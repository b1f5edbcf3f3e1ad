//! Read-only lookup of function and agent definitions by `namespace/name`.
//!
//! Function and agent authoring (admin UI, deploy pipeline) is outside the
//! core's scope; the core only needs to resolve a `function_ref`/`agent_ref`
//! to its spec. The default implementation loads specs once from a
//! directory of TOML files at startup (see `config::RegistryConfig`).

pub mod loader;
pub mod types;

use std::collections::HashMap;

pub use types::{parse_ref, AgentSpec, FunctionSpec, ParamOverride};

/// Resolves function definitions by ref.
pub trait FunctionRegistry: Send + Sync {
    fn get(&self, namespace: &str, name: &str) -> Option<FunctionSpec>;
}

/// Resolves agent definitions by ref.
pub trait AgentRegistry: Send + Sync {
    fn get(&self, namespace: &str, name: &str) -> Option<AgentSpec>;
}

/// An immutable in-memory registry, populated once from a directory scan.
pub struct InMemoryFunctionRegistry {
    specs: HashMap<(String, String), FunctionSpec>,
}

impl InMemoryFunctionRegistry {
    pub fn new(specs: Vec<FunctionSpec>) -> Self {
        Self {
            specs: specs
                .into_iter()
                .map(|s| ((s.namespace.clone(), s.name.clone()), s))
                .collect(),
        }
    }

    pub fn from_dir(dir: &std::path::Path) -> Result<Self, String> {
        Ok(Self::new(loader::load_function_specs(dir)?))
    }

    pub fn empty() -> Self {
        Self::new(Vec::new())
    }

    pub fn len(&self) -> usize {
        self.specs.len()
    }

    pub fn is_empty(&self) -> bool {
        self.specs.is_empty()
    }
}

impl FunctionRegistry for InMemoryFunctionRegistry {
    fn get(&self, namespace: &str, name: &str) -> Option<FunctionSpec> {
        self.specs.get(&(namespace.to_string(), name.to_string())).cloned()
    }
}

pub struct InMemoryAgentRegistry {
    specs: HashMap<(String, String), AgentSpec>,
}

impl InMemoryAgentRegistry {
    pub fn new(specs: Vec<AgentSpec>) -> Self {
        Self {
            specs: specs
                .into_iter()
                .map(|s| ((s.namespace.clone(), s.name.clone()), s))
                .collect(),
        }
    }

    pub fn from_dir(dir: &std::path::Path) -> Result<Self, String> {
        Ok(Self::new(loader::load_agent_specs(dir)?))
    }

    pub fn empty() -> Self {
        Self::new(Vec::new())
    }

    pub fn len(&self) -> usize {
        self.specs.len()
    }

    pub fn is_empty(&self) -> bool {
        self.specs.is_empty()
    }
}

impl AgentRegistry for InMemoryAgentRegistry {
    fn get(&self, namespace: &str, name: &str) -> Option<AgentSpec> {
        self.specs.get(&(namespace.to_string(), name.to_string())).cloned()
    }
}

#[cfg(test)]
mod tests {
    use super::*;
    use serde_json::json;

    fn sample_function() -> FunctionSpec {
        FunctionSpec {
            namespace: "math".into(),
            name: "add".into(),
            code: "def add(i, ctx): return i['a'] + i['b']".into(),
            input_schema: json!({"type": "object"}),
            output_schema: None,
            enabled_namespaces: vec![],
            requires_approval: false,
            shared_pool: false,
            active: true,
        }
    }

    #[test]
    fn looks_up_by_namespace_and_name() {
        let reg = InMemoryFunctionRegistry::new(vec![sample_function()]);
        assert!(reg.get("math", "add").is_some());
        assert!(reg.get("math", "subtract").is_none());
    }

    #[test]
    fn empty_registry_resolves_nothing() {
        let reg = InMemoryFunctionRegistry::empty();
        assert!(reg.get("ns", "name").is_none());
    }
}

___

### Task prompt:
Every record above must be set down again, word for word.

### Response area:
repository b1f5edbcf3f3e1ad
//! Read-only lookup of function and agent definitions by `namespace/name`.
//!
//! Function and agent authoring (admin UI, deploy pipeline) is outside the
//! core's scope; the core only needs to resolve a `function_ref`/`agent_ref`
//! to its spec. The default implementation loads specs once from a
//! directory of TOML files at startup (see `config::RegistryConfig`).

pub mod loader;
pub mod types;

use std::collections::HashMap;

pub use types::{parse_ref, AgentSpec, FunctionSpec, ParamOverride};

/// Resolves function definitions by ref.
pub trait FunctionRegistry: Send + Sync {
    fn get(&self, namespace: &str, name: &str) -> Option<FunctionSpec>;
}

/// Resolves agent definitions by ref.
pub trait AgentRegistry: Send + Sync {
    fn get(&self, namespace: &str, name: &str) -> Option<AgentSpec>;
}

/// An immutable in-memory registry, populated once from a directory scan.
pub struct InMemoryFunctionRegistry {
    specs: HashMap<(String, String), FunctionSpec>,
}

impl InMemoryFunctionRegistry {
    pub fn new(specs: Vec<FunctionSpec>) -> Self {
        Self {
            specs: specs
                .into_iter()
                .map(|s| ((s.namespace.clone(), s.name.clone()), s))
                .collect(),
        }
    }

    pub fn from_dir(dir: &std::path::Path) -> Result<Self, String> {
        Ok(Self::new(loader::load_function_specs(dir)?))
    }

    pub fn empty() -> Self {
        Self::new(Vec::new())
    }

    pub fn len(&self) -> usize {
        self.specs.len()
    }

    pub fn is_empty(&self) -> bool {
        self.specs.is_empty()
    }
}

impl FunctionRegistry for InMemoryFunctionRegistry {
    fn get(&self, namespace: &str, name: &str) -> Option<FunctionSpec> {
        self.specs.get(&(namespace.to_string(), name.to_string())).cloned()
    }
}

pub struct InMemoryAgentRegistry {
    specs: HashMap<(String, String), AgentSpec>,
}

impl InMemoryAgentRegistry {
    pub fn new(specs: Vec<AgentSpec>) -> Self {
        Self {
            specs: specs
                .into_iter()
                .map(|s| ((s.namespace.clone(), s.name.clone()), s))
                .collect(),
        }
    }

    pub fn from_dir(dir: &std::path::Path) -> Result<Self, String> {
        Ok(Self::new(loader::load_agent_specs(dir)?))
    }

    pub fn empty() -> Self {
        Self::new(Vec::new())
    }

    pub fn len(&self) -> usize {
        self.specs.len()
    }

    pub fn is_empty(&self) -> bool {
        self.specs.is_empty()
    }
}

impl AgentRegistry for InMemoryAgentRegistry {
    fn get(&self, namespace: &str, name: &str) -> Option<AgentSpec> {
        self.specs.get(&(namespace.to_string(), name.to_string())).cloned()
    }
}

#[cfg(test)]
mod tests {
    use super::*;
    use serde_json::json;

    fn sample_function() -> FunctionSpec {
        FunctionSpec {
            namespace: "math".into(),
            name: "add".into(),
            code: "def add(i, ctx): return i['a'] + i['b']".into(),
            input_schema: json!({"type": "object"}),
            output_schema: None,
            enabled_namespaces: vec![],
            requires_approval: false,
            shared_pool: false,
            active: true,
        }
    }

    #[test]
    fn looks_up_by_namespace_and_name() {
        let reg = InMemoryFunctionRegistry::new(vec![sample_function()]);
        assert!(reg.get("math", "add").is_some());
        assert!(reg.get("math", "subtract").is_none());
    }

    #[test]
    fn empty_registry_resolves_nothing() {
        let reg = InMemoryFunctionRegistry::empty();
        assert!(reg.get("ns", "name").is_none());
    }
}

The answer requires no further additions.